Not that Moretti is perturbed. “It is the sailing,” he says, sipping his Bellavista. “The sea.” Which of course means that, for this Italian businessman, life does not get much better than this: navigating the green waves, in Lawrence’s winey, golden light, with a capable crew and a family on board. “I do not call it luxury,” he says. “This is quality of life.”
As for the near miss with Charis near Spargi, whether Viriella overlapped her a sufficient distance from the buoy may be disputed, but Viriella was certainly a much bigger boat. At the last second, Charis’ skipper relented; that yacht tacked away, and the crews’ strained expressions dissolved into smiles. Viriella rounded the buoy first and headed back toward Porto Cervo.
A few minutes later, Moira Uberti, a hostess on the boat, was asked whether such close calls are common during races. She smiled. “È normale.”
Yacht Club Costa Smeralda
Each year, from late April through the end of September, the Yacht Club Costa Smeralda (YCCS) manages a crowded schedule of sailboat races and other events. Most occur in Porto Cervo, a few elsewhere (as noted). The highlights:
Rolex Capri sailing week. A regatta at the Marina Grande in Capri, Italy, for boats that include 45-foot yachts from Nautor’s Swan of Finland, vessels made by Italy’s Comar Yachts, and Farr 40s.
Vela & Golf Trophy. A combination of a golf tournament, hosted by the Pevero Golf Club (see preceding page), and a regatta featuring Smeralda 888s—29-foot yachts that the YCCS introduced in 1992, with a design by the Argentine firm German Frers.
Farr 40 European Circuit. A race between 40-foot boats designed by New Zealander Bruce Farr, one of the world’s most prolific yacht designers and the creator of many America’s Cup contenders.
Sardinia Rolex Cup. A biennial event in which national teams compete with three craft each: a Farr 40, a Swan 45, and a 52-foot yacht from Transpacific Marine of China.
Coppa Europa Smeralda 888. A regatta in which members of the YCCS, the Yacht Club of Monaco, the Gstaad (Switzerland) Yacht Club, the New York Yacht Club, and the Royal Yacht Squadron (United Kingdom) compete aboard Smeralda 888s.
Jeep Invitational Challenge. A contest between four America’s Cup teams on yachts of the same design, organized in collaboration with Jeep Italia.

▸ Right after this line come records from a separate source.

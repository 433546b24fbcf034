use crate::http::types::Timestamptz;
use crate::http::{Error, Result};
use async_trait::async_trait;
use itertools::Itertools;
use sqlx::{FromRow, PgPool};
use std::sync::Arc;
use validator::Validate;

#[cfg(test)]
use mockall::automock;

#[derive(Clone)]
pub struct ArticleController {
    pool: PgPool,
}

impl ArticleController {
    pub fn new(pool: PgPool) -> Self {
        Self { pool }
    }
}

#[cfg_attr(test, derive(PartialEq, Eq))]
#[derive(serde::Serialize, Debug, Clone)]
#[serde(rename_all = "camelCase")]
pub struct Article {
    pub id: i64,
    pub slug: String,
    pub title: String,
    pub description: String,
    pub body: String,
    pub tag_list: Vec<String>,
    pub created_at: Timestamptz,
    pub updated_at: Timestamptz,
    pub author: Author,
}

/// The public face of a user as shown next to their articles and comments.
#[cfg_attr(test, derive(PartialEq, Eq))]
#[derive(serde::Serialize, Debug, Clone)]
pub struct Author {
    pub id: i64,
    pub username: String,
    pub bio: String,
}

#[derive(serde::Deserialize, Validate)]
#[serde(rename_all = "camelCase")]
pub struct CreateArticle {
    #[validate(length(min = 1, message = "This field may not be blank."))]
    pub slug: String,
    #[validate(length(min = 1, message = "This field may not be blank."))]
    pub title: String,
    #[validate(length(min = 1, message = "This field may not be blank."))]
    pub description: String,
    #[validate(length(min = 1, message = "This field may not be blank."))]
    pub body: String,
    #[serde(default)]
    pub tag_list: Vec<String>,
}

#[derive(serde::Deserialize, Validate, Default)]
#[serde(default)]
pub struct UpdateArticle {
    #[validate(length(min = 1, message = "This field may not be blank."))]
    pub slug: Option<String>,
    #[validate(length(min = 1, message = "This field may not be blank."))]
    pub title: Option<String>,
    #[validate(length(min = 1, message = "This field may not be blank."))]
    pub description: Option<String>,
    #[validate(length(min = 1, message = "This field may not be blank."))]
    pub body: Option<String>,
}

// SQLx can't return the nested `author` object directly, so its columns come back
// flattened into the row and `into_article()` puts the structure back together.
#[derive(FromRow)]
pub struct ArticleFromQuery {
    pub article_id: i64,
    pub slug: String,
    pub title: String,
    pub description: String,
    pub body: String,
    pub tag_list: Vec<String>,
    pub created_at: Timestamptz,
    pub updated_at: Timestamptz,
    pub author_id: i64,
    pub author_username: String,
    pub author_bio: String,
}

impl ArticleFromQuery {
    pub fn into_article(self) -> Article {
        Article {
            id: self.article_id,
            slug: self.slug,
            title: self.title,
            description: self.description,
            body: self.body,
            tag_list: self.tag_list,
            created_at: self.created_at,
            updated_at: self.updated_at,
            author: Author {
                id: self.author_id,
                username: self.author_username,
                bio: self.author_bio,
            },
        }
    }
}

/// The select list and joins every `ArticleFromQuery` is read with.
/// Callers append their own `where`/`order by`.
pub(crate) const ARTICLE_QUERY: &str = r#"
    select
        article.article_id,
        article.slug,
        article.title,
        article.description,
        article.body,
        array(
            select tag.tag
            from article_tag
            inner join tag using (tag_id)
            where article_tag.article_id = article.article_id
            order by tag.tag
        ) tag_list,
        article.created_at,
        article.updated_at,
        author.user_id author_id,
        author.username author_username,
        profile.bio author_bio
    from article
    inner join "user" author on author.user_id = article.user_id
    inner join profile on profile.user_id = article.user_id
"#;

pub type DynArticleCtrl = Arc<dyn ArticleCtrlTrait + Send + Sync>;

#[cfg_attr(test, automock)]
#[async_trait]
pub trait ArticleCtrlTrait {
    async fn create_article(&self, author_id: i64, article: CreateArticle) -> Result<Article>;
    async fn get_article(&self, article_id: i64) -> Result<Article>;
    async fn update_article(&self, article_id: i64, article: UpdateArticle) -> Result<Article>;
    async fn delete_article(&self, article_id: i64) -> Result<()>;
}

#[async_trait]
impl ArticleCtrlTrait for ArticleController {
    async fn create_article(&self, author_id: i64, article: CreateArticle) -> Result<Article> {
        let slug = checked_slug(&article.slug)?;
        let tag_list: Vec<String> = article
            .tag_list
            .iter()
            .map(|tag| tag.trim())
            .filter(|tag| !tag.is_empty())
            .map(str::to_owned)
            .sorted()
            .dedup()
            .collect();

        let mut tx = self.pool.begin().await?;

        let article_id = sqlx::query_scalar::<_, i64>(
            r#"
                insert into article (user_id, slug, title, description, body)
                values ($1, $2, $3, $4, $5)
                returning article_id
            "#,
        )
        .bind(author_id)
        .bind(&slug)
        .bind(&article.title)
        .bind(&article.description)
        .bind(&article.body)
        .fetch_one(&mut tx)
        .await?;

        if !tag_list.is_empty() {
            // The outer select can't see rows inserted by the CTE, hence the `union`
            // with the tags that already existed.
            sqlx::query(
                r#"
                    with inserted_tag as (
                        insert into tag (tag)
                        select unnest($2::text[])
                        on conflict (tag) do nothing
                        returning tag_id
                    )
                    insert into article_tag (article_id, tag_id)
                    select $1, tag_id from inserted_tag
                    union
                    select $1, tag_id from tag where tag = any($2)
                "#,
            )
            .bind(article_id)
            .bind(&tag_list)
            .execute(&mut tx)
            .await?;
        }

        tx.commit().await?;

        self.get_article(article_id).await
    }

    async fn get_article(&self, article_id: i64) -> Result<Article> {
        let article = sqlx::query_as::<_, ArticleFromQuery>(&format!(
            "{} where article.article_id = $1",
            ARTICLE_QUERY
        ))
        .bind(article_id)
        .fetch_optional(&self.pool)
        .await?
        .ok_or(Error::NotFound)?
        .into_article();

        Ok(article)
    }

    async fn update_article(&self, article_id: i64, article: UpdateArticle) -> Result<Article> {
        let slug = article.slug.as_deref().map(checked_slug).transpose()?;

        sqlx::query_scalar::<_, i64>(
            r#"
                update article
                set slug = coalesce($1, slug),
                    title = coalesce($2, title),
                    description = coalesce($3, description),
                    body = coalesce($4, body)
                where article_id = $5
                returning article_id
            "#,
        )
        .bind(slug)
        .bind(article.title)
        .bind(article.description)
        .bind(article.body)
        .bind(article_id)
        .fetch_optional(&self.pool)
        .await?
        .ok_or(Error::NotFound)?;

        self.get_article(article_id).await
    }

    async fn delete_article(&self, article_id: i64) -> Result<()> {
        // Comments and tag links go with it through `on delete cascade`.
        let result = sqlx::query("delete from article where article_id = $1")
            .bind(article_id)
            .execute(&self.pool)
            .await?;

        if result.rows_affected() == 0 {
            return Err(Error::NotFound);
        }

        Ok(())
    }
}

fn checked_slug(slug: &str) -> Result<String> {
    let slug = slugify(slug);

    if slug.is_empty() {
        return Err(Error::bad_request([(
            "slug",
            "Enter a valid slug consisting of letters or numbers.",
        )]));
    }

    Ok(slug)
}

fn slugify(string: &str) -> String {
    const QUOTE_CHARS: &[char] = &['\'', '"'];

    string
        // Split on anything that isn't a word character or quotation mark.
        // This has the effect of keeping contractions and possessives together.
        .split(|c: char| !(QUOTE_CHARS.contains(&c) || c.is_alphanumeric()))
        // Runs of separators leave empty substrings behind.
        .filter(|s| !s.is_empty())
        .map(|s| {
            let mut s = s.replace(QUOTE_CHARS, "");
            s.make_ascii_lowercase();
            s
        })
        .filter(|s| !s.is_empty())
        .join("-")
}
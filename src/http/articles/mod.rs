// `comments` and `listing` hang their handlers off the routes defined in `articles`.
#[allow(clippy::module_inception)]
mod articles;
mod comments;
mod listing;

pub(crate) use articles::router;
use crate::http::{Error, Result, ResultExt};
use crate::models::profile::{Profile, UpdateProfile};
use async_trait::async_trait;
use sqlx::{FromRow, PgPool};
use std::sync::Arc;
use validator::Validate;

#[cfg(test)]
use mockall::automock;

#[derive(serde::Deserialize, Validate)]
pub struct NewUser {
    #[validate(length(min = 1, message = "This field may not be blank."))]
    pub username: String,
    #[validate(email(message = "Enter a valid email address."))]
    pub email: String,
    #[validate(length(min = 8, message = "Ensure this field has at least 8 characters."))]
    pub password: String,
}

#[derive(serde::Deserialize, Validate)]
pub struct LoginUser {
    #[validate(length(min = 1, message = "This field may not be blank."))]
    pub email: String,
    #[validate(length(min = 1, message = "This field may not be blank."))]
    pub password: String,
}

/// The account half of a partial user update; `None` leaves a column alone.
#[derive(Default, PartialEq, Eq, Debug, Clone)]
pub struct UpdateUser {
    pub email: Option<String>,
    pub username: Option<String>,
}

#[cfg_attr(test, derive(PartialEq, Eq, Default))]
#[derive(FromRow, Debug, Clone)]
pub struct User {
    pub user_id: i64,
    pub email: String,
    pub username: String,
    pub password_hash: String,
}

pub type DynUserCtrl = Arc<dyn UserCtrlTrait + Send + Sync>;

#[cfg_attr(test, automock)]
#[async_trait]
pub trait UserCtrlTrait {
    /// Insert the user together with their empty profile.
    async fn create_user(&self, new_user: NewUser, password_hash: String) -> Result<User>;
    async fn user_by_email(&self, email: &str) -> Result<Option<User>>;
    async fn user_by_id(&self, user_id: i64) -> Result<User>;
    /// Apply both halves of an account update, or neither.
    async fn update_account(
        &self,
        user_id: i64,
        password_hash: Option<String>,
        update_user: UpdateUser,
        update_profile: UpdateProfile,
    ) -> Result<(User, Profile)>;
}

#[derive(Clone)]
pub struct UserController {
    pool: PgPool,
}

impl UserController {
    pub fn new(pool: PgPool) -> Self {
        Self { pool }
    }
}

fn username_taken(_: Box<dyn sqlx::error::DatabaseError>) -> Error {
    Error::bad_request([("username", "A user with that username already exists.")])
}

fn email_taken(_: Box<dyn sqlx::error::DatabaseError>) -> Error {
    Error::bad_request([("email", "A user with that email already exists.")])
}

#[async_trait]
impl UserCtrlTrait for UserController {
    async fn create_user(&self, new_user: NewUser, password_hash: String) -> Result<User> {
        let mut tx = self.pool.begin().await?;

        let user = sqlx::query_as::<_, User>(
            r#"
                insert into "user" (username, email, password_hash)
                values ($1, $2, $3)
                returning user_id, email, username, password_hash
            "#,
        )
        .bind(&new_user.username)
        .bind(&new_user.email)
        .bind(&password_hash)
        .fetch_one(&mut tx)
        .await
        .on_constraint("user_username_key", username_taken)
        .on_constraint("user_email_key", email_taken)?;

        sqlx::query("insert into profile (user_id) values ($1)")
            .bind(user.user_id)
            .execute(&mut tx)
            .await?;

        tx.commit().await?;

        Ok(user)
    }

    async fn user_by_email(&self, email: &str) -> Result<Option<User>> {
        let user = sqlx::query_as::<_, User>(
            r#"
                select user_id, email, username, password_hash
                from "user" where email = $1
            "#,
        )
        .bind(email)
        .fetch_optional(&self.pool)
        .await?;

        Ok(user)
    }

    async fn user_by_id(&self, user_id: i64) -> Result<User> {
        let user = sqlx::query_as::<_, User>(
            r#"
                select user_id, email, username, password_hash
                from "user" where user_id = $1
            "#,
        )
        .bind(user_id)
        .fetch_optional(&self.pool)
        .await?
        .ok_or(Error::NotFound)?;

        Ok(user)
    }

    async fn update_account(
        &self,
        user_id: i64,
        password_hash: Option<String>,
        update_user: UpdateUser,
        update_profile: UpdateProfile,
    ) -> Result<(User, Profile)> {
        let mut tx = self.pool.begin().await?;

        let user = sqlx::query_as::<_, User>(
            r#"
                update "user"
                set email = coalesce($1, "user".email),
                    username = coalesce($2, "user".username),
                    password_hash = coalesce($3, "user".password_hash)
                where user_id = $4
                returning user_id, email, username, password_hash
            "#,
        )
        .bind(update_user.email)
        .bind(update_user.username)
        .bind(password_hash)
        .bind(user_id)
        .fetch_optional(&mut tx)
        .await
        .on_constraint("user_username_key", username_taken)
        .on_constraint("user_email_key", email_taken)?
        .ok_or(Error::NotFound)?;

        let profile = sqlx::query_as::<_, Profile>(
            r#"
                update profile
                set first_name = coalesce($1, profile.first_name),
                    last_name = coalesce($2, profile.last_name),
                    bio = coalesce($3, profile.bio)
                where user_id = $4
                returning first_name, last_name, bio
            "#,
        )
        .bind(update_profile.first_name)
        .bind(update_profile.last_name)
        .bind(update_profile.bio)
        .bind(user_id)
        .fetch_optional(&mut tx)
        .await?
        .ok_or(Error::NotFound)?;

        // Returning early above drops `tx`, which rolls back the user update.
        tx.commit().await?;

        Ok((user, profile))
    }
}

Yccs Social Championship. A regatta for YCCS members, at the conclusion of which the club nominates a Members’ Champion.
Mario Formenton Trophy. Held in Porto Raphael, northwest of Porto Cervo, and named after the former chairman of Italy’s Mondadori publishing company, an avid sailor who died in 1987. Open to all cruising racers, veteran and classic boats, craft with lateen (triangular) sails, yachts in the International J/24 Class, and Smeralda 888s.
Maxi Yacht Rolex Cup. A regatta for boats 79 feet or longer, in the categories of racing craft, cruising boats, vessels built to resemble classic yachts (Spirit of Tradition boats), and boats built by Monaco’s Wally Yachts. Also includes a new category, called Mini-Maxi, for yachts 59 to 78 feet long.
Rolex Swan Cup. A race between more than 100 Nautor’s Swans of various models and sizes.
In June, the YCCS also hosts a genial event called Le Bateau Gourmand, in which chefs who work for yachts compete to create the best dishes—with the stipulation that each dish must be prepared aboard a boat.